Henggeler says he has talked to people who could not visualize going to Mass in the same place they take their children for pizza or buy mouthwash. One newcomer said it was a good thing the parish was so far along in building its new worship space. “I wouldn’t be able to take this as long as some of these people have,” he said. “I need to be inside a church.”

O’Reilly admits it has sometimes been a hard go. “People told me they’d come after I built the church,” says the congenial monsignor. “I told I couldn’t build it if they didn’t come.” Other parishioners, many of them veterans of other church campaigns, balked at the idea of having to cough up more dollars for yet another structure.

But not Boespflug and her husband, Rich, who helped build a church, parish hall and chapel in their native Colorado and will still be paying off their pledge to St. Maximilian’s when they return there for retirement. Back in Colorado, they will have the opportunity to build still another church. “We feel so blessed to be part of the process,” Boespflug said. “I believe we were called to be part of church building.”

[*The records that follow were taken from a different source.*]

use std::sync::Arc;

use bevy::prelude::*;

use crate::animation::{AnimationController, AnimationLibrary};
use crate::components::{
    Alive, Archetype, Body, ContactSides, Facing, GameConfig, GamePosition, Locomotion, Velocity,
};
use crate::enemy::{
    bat_states, enemy_stats, fireworm_states, mushroom_states, AttackRule, ChaseRule, Combatant,
};
use crate::fsm::{Machine, StateSet};
use crate::player::{player_states, player_stats, PlayerControl};
use crate::registry::{ActorId, ActorRegistry};
use crate::tilemap::Tilemap;
use crate::timer::{GameClock, IntervalTimer};

/// One shared, immutable state set per archetype. Every instance of an
/// archetype points at the same graph.
#[derive(Resource)]
pub struct StateLibrary {
    pub player: Arc<StateSet>,
    pub bat: Arc<StateSet>,
    pub mushroom: Arc<StateSet>,
    pub fireworm: Arc<StateSet>,
}

impl Default for StateLibrary {
    fn default() -> Self {
        Self {
            player: player_states(),
            bat: bat_states(),
            mushroom: mushroom_states(),
            fireworm: fireworm_states(),
        }
    }
}

fn body_for(archetype: Archetype) -> Body {
    match archetype {
        Archetype::Player => Body::new(Vec2::new(40.0, 56.0), Vec2::new(6.0, 4.0)),
        Archetype::Bat => Body::new(Vec2::new(48.0, 32.0), Vec2::new(8.0, 4.0)),
        Archetype::Mushroom => Body::new(Vec2::new(48.0, 64.0), Vec2::new(10.0, 8.0)),
        Archetype::Fireworm => Body::new(Vec2::new(96.0, 48.0), Vec2::new(20.0, 8.0)),
        Archetype::FireProjectile => Body::new(Vec2::new(24.0, 16.0), Vec2::new(4.0, 2.0)),
    }
}

pub fn player_bundle(
    states: &StateLibrary,
    clock: &GameClock,
    config: &GameConfig,
    id: ActorId,
    pos: Vec2,
) -> impl Bundle {
    let machine = Machine::new(states.player.clone());
    let anim = AnimationController::new("player", machine.current());
    (
        Archetype::Player,
        id,
        GamePosition::new(pos.x, pos.y),
        Velocity::default(),
        Facing::default(),
        body_for(Archetype::Player),
        ContactSides::default(),
        Locomotion::Ground,
        Alive::default(),
        player_stats(),
        machine,
        anim,
        PlayerControl::new(clock, config),
    )
}

/// Invulnerability and attack cooldowns cover the base window plus the
/// respective animation, so an enemy is never re-engaged mid-flinch.
fn enemy_timers(
    library: &AnimationLibrary,
    archetype: Archetype,
    hit_ms: f64,
    attack_ms: f64,
) -> (IntervalTimer, IntervalTimer) {
    let key = archetype.key();
    let hit = IntervalTimer::stale(hit_ms + library.clip_duration_ms(key, "hit"));
    let attack = IntervalTimer::stale(attack_ms + library.clip_duration_ms(key, "attack"));
    (hit, attack)
}

pub fn enemy_bundle(
    states: &StateLibrary,
    library: &AnimationLibrary,
    archetype: Archetype,
    id: ActorId,
    pos: Vec2,
    target: Option<Entity>,
) -> impl Bundle {
    let body = body_for(archetype);
    let (set, locomotion, chase_radius, chase_rule, attack_rule) = match archetype {
        Archetype::Bat => (
            states.bat.clone(),
            Locomotion::Air,
            500.0,
            ChaseRule::Radial,
            AttackRule::Radial,
        ),
        Archetype::Mushroom => (
            states.mushroom.clone(),
            Locomotion::Ground,
            400.0,
            ChaseRule::HorizontalBand,
            AttackRule::MeleeOverlap,
        ),
        Archetype::Fireworm => (
            states.fireworm.clone(),
            Locomotion::Ground,
            800.0,
            ChaseRule::HorizontalBand,
            AttackRule::Horizontal {
                max_x: 400.0,
                max_y: body.size.y,
            },
        ),
        other => panic!("'{}' is not an enemy archetype", other.key()),
    };
    let (hit_timer, attack_timer) = enemy_timers(library, archetype, 2000.0, 1700.0);
    let attack_radius = (body.size.x - body.inset.x * 2.0) / 2.0;
    let machine = Machine::new(set);
    let anim = AnimationController::new(archetype.key(), machine.current());

    (
        archetype,
        id,
        GamePosition::new(pos.x, pos.y),
        Velocity::default(),
        Facing::default(),
        body,
        ContactSides::default(),
        locomotion,
        Alive::default(),
        enemy_stats(),
        machine,
        anim,
        Combatant {
            target_entity: target,
            target: None,
            hit_timer,
            attack_timer,
            chase_radius,
            attack_radius,
            chase_rule,
            attack_rule,
            home: pos,
            fired_this_attack: false,
            fire_request: None,
        },
    )
}

pub fn spawn_player(
    commands: &mut Commands,
    registry: &mut ActorRegistry,
    states: &StateLibrary,
    clock: &GameClock,
    config: &GameConfig,
    pos: Vec2,
) -> Entity {
    let id = registry.allocate();
    let entity = commands
        .spawn(player_bundle(states, clock, config, id, pos))
        .id();
    registry.bind(id, entity, Archetype::Player);
    entity
}

pub fn spawn_enemy(
    commands: &mut Commands,
    registry: &mut ActorRegistry,
    states: &StateLibrary,
    library: &AnimationLibrary,
    archetype: Archetype,
    pos: Vec2,
    target: Option<Entity>,
) -> Entity {
    let id = registry.allocate();
    let entity = commands
        .spawn(enemy_bundle(states, library, archetype, id, pos, target))
        .id();
    registry.bind(id, entity, archetype);
    entity
}

/// Populate the demo level: the player at the map's spawn point and a small
/// enemy roster targeting them.
fn spawn_level_actors(
    mut commands: Commands,
    mut registry: ResMut<ActorRegistry>,
    states: Res<StateLibrary>,
    library: Res<AnimationLibrary>,
    clock: Res<GameClock>,
    config: Res<GameConfig>,
    map: Res<Tilemap>,
) {
    let spawn = Vec2::new(map.player_spawn.0, map.player_spawn.1);
    let player = spawn_player(&mut commands, &mut registry, &states, &clock, &config, spawn);

    for (archetype, pos) in [
        (Archetype::Bat, Vec2::new(800.0, 240.0)),
        (Archetype::Mushroom, Vec2::new(600.0, 48.0)),
        (Archetype::Fireworm, Vec2::new(1200.0, 40.0)),
    ] {
        spawn_enemy(
            &mut commands,
            &mut registry,
            &states,
            &library,
            archetype,
            pos,
            Some(player),
        );
    }
}

pub struct SpawnPlugin;

impl Plugin for SpawnPlugin {
    fn build(&self, app: &mut App) {
        app.init_resource::<StateLibrary>()
            .add_systems(Startup, spawn_level_actors);
    }
}

#[cfg(test)]
mod tests {
    use super::*;

    #[test]
    fn state_sets_are_shared_across_instances() {
        let states = StateLibrary::default();
        let a = Machine::new(states.bat.clone());
        let b = Machine::new(states.bat.clone());
        assert_eq!(a.current(), "fly");
        assert_eq!(b.current(), "fly");
        assert_eq!(Arc::strong_count(&states.bat), 3);
    }

    #[test]
    fn enemy_timers_extend_past_the_animation() {
        let library = crate::animation::default_library();
        let (hit, attack) = enemy_timers(&library, Archetype::Mushroom, 2000.0, 1700.0);
        // Mushroom hit clip: 4 frames at 10 fps = 400 ms.
        assert_eq!(hit.interval_ms(), 2400.0);
        // Mushroom attack clip: 10 frames at 12 fps ~ 833 ms.
        assert!((attack.interval_ms() - 2533.333).abs() < 0.5);
    }

    #[test]
    #[should_panic(expected = "not an enemy archetype")]
    fn player_cannot_be_built_as_an_enemy() {
        let states = StateLibrary::default();
        let library = crate::animation::default_library();
        let _ = enemy_bundle(
            &states,
            &library,
            Archetype::Player,
            ActorId(1),
            Vec2::ZERO,
            None,
        );
    }
}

Easter marked the last pilgrimage St. Maximilian parishioners will make to Medea Creek school for Holy Week, this Pentecost the last the community will drape bolts of red cloth under the plastic shopping center sign that identifies O’Reilly’s storefront between the State Farm Insurance agency and a postal supply store.

But fellow cleric Mitchel warns that the loss of intimacy that some St. Maximilian parish members fear is real. No matter how friendly and outgoing old members might be toward the new, the feeling of the congregation is likely to change.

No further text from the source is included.